Many of the comments on this thread focus on the failure of the pilots to resolve the situation. There is good evidence that if the captain had handed control to the right hand seat or used the cut-outs earlier that they would have been successful. However, it does not excuse the fundamental design defects. In actual fact, Boeing could have easily prevented any uncertainty created by unreliable AoA through additional training automation and notification. There is no excuse for the design defects.

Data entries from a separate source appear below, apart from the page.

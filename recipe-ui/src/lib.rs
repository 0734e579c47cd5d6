//! recipe-ui library - terminal front end for recipe search
//!
//! One text input and one recipe list, driven by a
//! [`recipe_common::Controller`]. Also offers a non-interactive mode that
//! prints the rendered list as HTML.

pub mod app;
pub mod cli;
pub mod logging;
pub mod oneshot;

pub use app::App;
pub use cli::Args;
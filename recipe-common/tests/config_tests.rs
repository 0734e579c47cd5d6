//! Configuration resolution tests
//!
//! Default-location tests pass their own path to `load_with_default` so the
//! real user config directory is never read.

use std::io::Write;
use std::path::PathBuf;
use std::time::Duration;

use recipe_common::config::{
    Config, ConfigOverrides, TomlConfig, DEFAULT_ENDPOINT, DEFAULT_TIMEOUT_SECS,
};
use recipe_common::Error;
use tempfile::{NamedTempFile, TempDir};

fn write_toml(content: &str) -> NamedTempFile {
    let mut file = NamedTempFile::new().unwrap();
    file.write_all(content.as_bytes()).unwrap();
    file
}

#[test]
fn test_defaults_when_nothing_configured() {
    let config = Config::resolve(ConfigOverrides::default(), TomlConfig::default());

    assert_eq!(config.endpoint, DEFAULT_ENDPOINT);
    assert_eq!(config.timeout, Duration::from_secs(DEFAULT_TIMEOUT_SECS));
    assert_eq!(config.logging.level, "info");
    assert!(config.logging.file.is_none());
    assert_eq!(
        config.search_url("").unwrap(),
        "https://www.themealdb.com/api/json/v1/1/search.php?s="
    );
}

#[test]
fn test_toml_values_apply() {
    let file = write_toml(
        r#"
        endpoint = "http://localhost:9000/search.php"
        timeout_secs = 7

        [logging]
        level = "debug"
        file = "/tmp/recipe-search.log"
        "#,
    );

    let config = Config::load(ConfigOverrides {
        config_path: Some(file.path().to_path_buf()),
        ..Default::default()
    })
    .unwrap();

    assert_eq!(config.endpoint, "http://localhost:9000/search.php");
    assert_eq!(config.timeout, Duration::from_secs(7));
    assert_eq!(config.logging.level, "debug");
    assert_eq!(config.logging.file, Some(PathBuf::from("/tmp/recipe-search.log")));
    assert_eq!(config.source.as_deref(), Some(file.path()));
    assert!(config.warnings.is_empty());
}

#[test]
fn test_overrides_beat_toml() {
    let toml_config = TomlConfig {
        endpoint: Some("http://toml.test/search.php".to_string()),
        timeout_secs: Some(9),
        ..Default::default()
    };
    let overrides = ConfigOverrides {
        endpoint: Some("http://cli.test/search.php".to_string()),
        timeout_secs: Some(3),
        log_level: Some("warn".to_string()),
        ..Default::default()
    };

    let config = Config::resolve(overrides, toml_config);

    assert_eq!(config.endpoint, "http://cli.test/search.php");
    assert_eq!(config.timeout, Duration::from_secs(3));
    assert_eq!(config.logging.level, "warn");
}

#[test]
fn test_explicit_missing_file_is_error() {
    let err = Config::load(ConfigOverrides {
        config_path: Some(PathBuf::from("/nonexistent/recipe-search/config.toml")),
        ..Default::default()
    })
    .unwrap_err();

    assert!(matches!(err, Error::Config(_)));
}

#[test]
fn test_malformed_file_is_error() {
    let file = write_toml("endpoint = [not valid");

    let err = Config::load(ConfigOverrides {
        config_path: Some(file.path().to_path_buf()),
        ..Default::default()
    })
    .unwrap_err();

    assert!(matches!(err, Error::Config(_)));
}

#[test]
fn test_invalid_endpoint_is_rejected() {
    let file = write_toml("");

    let err = Config::load(ConfigOverrides {
        endpoint: Some("meals please".to_string()),
        config_path: Some(file.path().to_path_buf()),
        ..Default::default()
    })
    .unwrap_err();

    assert!(matches!(err, Error::Config(_)));
}

#[test]
fn test_zero_timeout_is_rejected() {
    let file = write_toml("timeout_secs = 0");

    let err = Config::load(ConfigOverrides {
        config_path: Some(file.path().to_path_buf()),
        ..Default::default()
    })
    .unwrap_err();

    assert!(matches!(err, Error::Config(_)));
}

#[test]
fn test_malformed_default_file_reports_warning() {
    let file = write_toml("endpoint = [broken");

    let config = Config::load_with_default(ConfigOverrides::default(), Some(file.path())).unwrap();

    assert_eq!(config.endpoint, DEFAULT_ENDPOINT);
    assert!(config.source.is_none());
    assert_eq!(config.warnings.len(), 1);
    assert!(config.warnings[0].contains("Failed to parse TOML"));
    assert!(config.warnings[0].ends_with("using defaults"));
}

#[test]
fn test_missing_default_file_reports_warning() {
    let dir = TempDir::new().unwrap();
    let path = dir.path().join("recipe-search").join("config.toml");

    let config = Config::load_with_default(ConfigOverrides::default(), Some(path.as_path())).unwrap();

    assert_eq!(config.timeout, Duration::from_secs(DEFAULT_TIMEOUT_SECS));
    assert_eq!(config.warnings.len(), 1);
    assert!(config.warnings[0].starts_with("No config file at"));
}

#[test]
fn test_default_file_values_apply_without_warnings() {
    let file = write_toml("timeout_secs = 12");

    let config = Config::load_with_default(ConfigOverrides::default(), Some(file.path())).unwrap();

    assert_eq!(config.timeout, Duration::from_secs(12));
    assert_eq!(config.source.as_deref(), Some(file.path()));
    assert!(config.warnings.is_empty());
}

#[test]
fn test_no_config_dir_reports_warning() {
    let config = Config::load_with_default(ConfigOverrides::default(), None).unwrap();

    assert_eq!(config.endpoint, DEFAULT_ENDPOINT);
    assert_eq!(config.warnings.len(), 1);
}

#[test]
fn test_explicit_path_ignores_default_location() {
    let explicit = write_toml("timeout_secs = 4");
    let broken_default = write_toml("endpoint = [broken");

    let config = Config::load_with_default(
        ConfigOverrides {
            config_path: Some(explicit.path().to_path_buf()),
            ..Default::default()
        },
        Some(broken_default.path()),
    )
    .unwrap();

    assert_eq!(config.timeout, Duration::from_secs(4));
    assert!(config.warnings.is_empty());
}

Further, much has been made of additional pilot training or improved memory items, QRH etc. Unfortunately, it is trying to close the stable door after the horse has bolted. The existing MCAS system will never be used again and any training or manuals will be based on a substantially different systems. Really all the focus at this stage must be on correcting the design defects... any manuals and training will fall from the new systems and will hopefully learn from the inadequacy of the previous systems and training.

I look forward to learning exactly how the MCAS electric trim system worked and how the situation will be resolved. One of the issues that I would like to further understand is why the pilots only appeared to make shortly electric trim corrections when it seemed likely that they would be trying to make large corrections. The FDR trace combines MCAS and electric trim... it is therefore uncertain what the thumb switch position was in.

Would permanently holding the thumb switch for nose-up, override AND from MCAS? Does MCAS cyclically override the thumb switch input in the 10s 5s cycle that requires further release and activation of the thumb switch. ie is the Boeing Ops Manual Bulletin TBC-19 entirely accurate... namely:

In the event of erroneous AOA data, the pitch trim system can trim the stabilizer
nose down in increments lasting up to 10 seconds. The nose down stabilizer trim
movement can be stopped and reversed with the use of the electric stabilizer trim
switches but may restart 5 seconds after the electric stabilizer trim switches are
released.

If this is true then it would be possible (not desirable) to use electric trim to override MCAS without using the cutout switches. MCAS could be interrupted and corrected every time it kicked in. I suspect it is not entirely accurate... I wonder if anyone has an authoritative answer? None of this excuses MCAS remaining active with unreliable AoA information.[/Q

Good explanation of MCAS story up to date
737 MAX - MCAS (http://www.b737.org.uk/mcas.htm)

gums
2nd May 2019, 22:53
Salute!
@ david....

The diagrams of the trim motor and manual cable connection is over on the Lion crash thread.

Pretty clear that the cable will work no matter what unless it braks or tyhe motor/gear doofer freezes;

I'll let you do the research on thatother thread.

Gums suggests,,,,

MurphyWasRight
2nd May 2019, 23:38
I have read the whole thread and I'm still a bit puzzled about the relative ability to trim electrically or manually. It's been asserted several times that the electric trim is more powerful than manual trimming, but we also have the checklist item "grasp and hold" if isolating electric trim doesn't control a runaway. This has been touched on earlier, but I can't envision a simple way that the manual trim wheels could win against the electric motor (stall it) whilst then not being able to actually trim over a wider range of conditions than the electric trim. Can anyone confirm there is some form of mechanism to achieve this and provide any information as to how it works?


My understanding is that the 'grasp and hold' would be for the case of failed brakes on the stab mechanism, it is a recirculating ball drive so can be back driven by aero loads
Manual wheel inputs actuates a clutch that disconnects the motor so you would not be driving or trying to stall it. (motor may be unclutched when not active as well).
Not sure of mechanics of that but easy enough to conceive of a 'tension in cable' mechanism that would actuate the disengage.

Whether my details are exactly correct does not matter much since the point is that one is not directly fighting the motor, just trying to move the stab.